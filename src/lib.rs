//! Folio-Harvest: publication listings from institutional websites
//!
//! This crate fetches research listing pages (plain HTTP or headless Chrome),
//! extracts title/link/date records through declarative source profiles, and
//! writes each source's records to a CSV export and a DOCX report whose titles
//! are live hyperlinks.

pub mod config;
pub mod extract;
pub mod fetch;
pub mod output;
pub mod pipeline;
pub mod record;

use thiserror::Error;

/// Main error type for Folio-Harvest operations
#[derive(Debug, Error)]
pub enum HarvestError {
    #[error("Configuration error: {0}")]
    Config(#[from] ConfigError),

    #[error("Fetch failed for {url}: {reason}")]
    FetchFailed { url: String, reason: String },

    #[error("Browser error: {0}")]
    Browser(String),

    #[error("Unknown source: {0}")]
    UnknownSource(String),

    #[error("Output error: {0}")]
    Output(#[from] output::OutputError),

    #[error("IO error: {0}")]
    Io(#[from] std::io::Error),
}

impl HarvestError {
    /// Builds a `FetchFailed` error from any displayable cause
    pub fn fetch_failed(url: impl Into<String>, reason: impl ToString) -> Self {
        Self::FetchFailed {
            url: url.into(),
            reason: reason.to_string(),
        }
    }
}

/// Configuration-specific errors
#[derive(Debug, Error)]
pub enum ConfigError {
    #[error("Failed to read config file: {0}")]
    Io(#[from] std::io::Error),

    #[error("Failed to parse TOML: {0}")]
    Parse(#[from] toml::de::Error),

    #[error("Validation error: {0}")]
    Validation(String),

    #[error("Invalid URL in config: {0}")]
    InvalidUrl(String),

    #[error("Invalid selector: {0}")]
    InvalidSelector(String),
}

/// Result type alias for Folio-Harvest operations
pub type Result<T> = std::result::Result<T, HarvestError>;

/// Result type alias for configuration operations
pub type ConfigResult<T> = std::result::Result<T, ConfigError>;

// Re-export commonly used types
pub use config::{Config, SourceProfile};
pub use pipeline::{run_source, RunOutcome, RunStatus};
pub use record::{Record, Snapshot, NO_URL};
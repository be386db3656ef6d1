//! Settle waits and pagination over a live page
//!
//! Everything here is written against [`PageDriver`], so the same logic runs
//! on a Chrome tab in production and on an in-memory page in tests.

use crate::config::{Locator, PaginationRule, SourceProfile};
use crate::fetch::{FetchOutput, FetchWarning};
use crate::record::Snapshot;
use crate::HarvestError;
use std::time::Duration;
use tokio::time::Instant;

/// Operations the pagination engine needs from a loaded page
#[allow(async_fn_in_trait)]
pub trait PageDriver {
    /// Serialized HTML of the current DOM
    async fn html(&self) -> Result<String, HarvestError>;

    /// URL of the current document
    async fn location(&self) -> Result<String, HarvestError>;

    /// Returns true if the locator currently matches an element
    async fn is_present(&self, locator: &Locator) -> Result<bool, HarvestError>;

    /// Clicks the first element matching the locator
    ///
    /// Returns false, without error, when nothing matches.
    async fn click(&self, locator: &Locator) -> Result<bool, HarvestError>;
}

/// Bounds for waiting on client-side rendering
#[derive(Debug, Clone, Copy)]
pub struct SettleWait {
    pub timeout: Duration,
    pub poll_interval: Duration,
}

impl SettleWait {
    pub fn new(timeout: Duration, poll_interval: Duration) -> Self {
        Self {
            timeout,
            poll_interval,
        }
    }
}

/// Result of a bounded settle wait
#[derive(Debug)]
enum Settle {
    Ready(String),
    TimedOut(String),
}

/// Polls until the settle selector is present and, when a baseline is given,
/// the DOM differs from it. Returns the last observed HTML either way.
async fn wait_for_settle<D: PageDriver>(
    driver: &D,
    settle: &Locator,
    baseline: Option<&str>,
    wait: SettleWait,
) -> Result<Settle, HarvestError> {
    let deadline = Instant::now() + wait.timeout;

    loop {
        let html = driver.html().await?;
        let changed = baseline.map_or(true, |previous| previous != html);

        if changed && driver.is_present(settle).await? {
            return Ok(Settle::Ready(html));
        }

        if Instant::now() >= deadline {
            return Ok(Settle::TimedOut(html));
        }

        tokio::time::sleep(wait.poll_interval).await;
    }
}

/// Waits for the page to settle, recording a `RenderTimeout` warning on expiry
async fn settle_or_warn<D: PageDriver>(
    driver: &D,
    profile: &SourceProfile,
    baseline: Option<&str>,
    wait: SettleWait,
    stage: &str,
    warnings: &mut Vec<FetchWarning>,
) -> Result<String, HarvestError> {
    let settle = Locator::Css(profile.settle_selector().to_string());

    match wait_for_settle(driver, &settle, baseline, wait).await? {
        Settle::Ready(html) => Ok(html),
        Settle::TimedOut(html) => {
            let warning = FetchWarning::RenderTimeout {
                stage: stage.to_string(),
                waited_ms: wait.timeout.as_millis() as u64,
            };
            tracing::warn!("[{}] {}; continuing with current DOM", profile.name, warning);
            warnings.push(warning);
            Ok(html)
        }
    }
}

/// Captures snapshots of a loaded page according to the profile's pagination rule
///
/// # Pagination
///
/// | Rule | Snapshots |
/// |------|-----------|
/// | `None` | the settled entry page |
/// | `NextPage` | entry page, then one per control clicked; stops at the first absent control |
/// | `ClickUntilAbsent` | exactly one, after up to `max_clicks` expansions |
pub async fn capture_pages<D: PageDriver>(
    driver: &D,
    profile: &SourceProfile,
    wait: SettleWait,
) -> Result<FetchOutput, HarvestError> {
    let mut output = FetchOutput::default();

    let first = settle_or_warn(driver, profile, None, wait, "initial load", &mut output.warnings)
        .await?;
    let location = driver.location().await?;

    match &profile.pagination {
        PaginationRule::None => {
            output.snapshots.push(Snapshot::new(location, 0, first));
        }

        PaginationRule::NextPage { controls } => {
            output.snapshots.push(Snapshot::new(location, 0, first));

            for (offset, control) in controls.iter().enumerate() {
                let page_index = offset + 1;

                if !driver.click(control).await? {
                    let warning = FetchWarning::PaginationControlAbsent {
                        control: control.to_string(),
                        page_index,
                    };
                    tracing::warn!(
                        "[{}] {}; keeping {} page(s)",
                        profile.name,
                        warning,
                        output.snapshots.len()
                    );
                    output.warnings.push(warning);
                    break;
                }

                let previous = output
                    .snapshots
                    .last()
                    .map(|s| s.html.clone())
                    .unwrap_or_default();
                let stage = format!("page {}", page_index);
                let html = settle_or_warn(
                    driver,
                    profile,
                    Some(&previous),
                    wait,
                    &stage,
                    &mut output.warnings,
                )
                .await?;

                tracing::debug!("[{}] captured page {}", profile.name, page_index);
                output
                    .snapshots
                    .push(Snapshot::new(driver.location().await?, page_index, html));
            }
        }

        PaginationRule::ClickUntilAbsent {
            control,
            max_clicks,
        } => {
            let mut current = first;
            let mut clicks = 0;

            while clicks < *max_clicks {
                if !driver.click(control).await? {
                    tracing::info!(
                        "[{}] {} gone after {} click(s)",
                        profile.name,
                        control,
                        clicks
                    );
                    break;
                }
                clicks += 1;

                let stage = format!("expansion {}", clicks);
                current = settle_or_warn(
                    driver,
                    profile,
                    Some(&current),
                    wait,
                    &stage,
                    &mut output.warnings,
                )
                .await?;
            }

            output
                .snapshots
                .push(Snapshot::new(driver.location().await?, 0, current));
        }
    }

    Ok(output)
}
++++++
After identifying the lines above that contain "export", copy each one.

Task result -
//! writes each source's records to a CSV export and a DOCX report whose titles
// Re-export commonly used types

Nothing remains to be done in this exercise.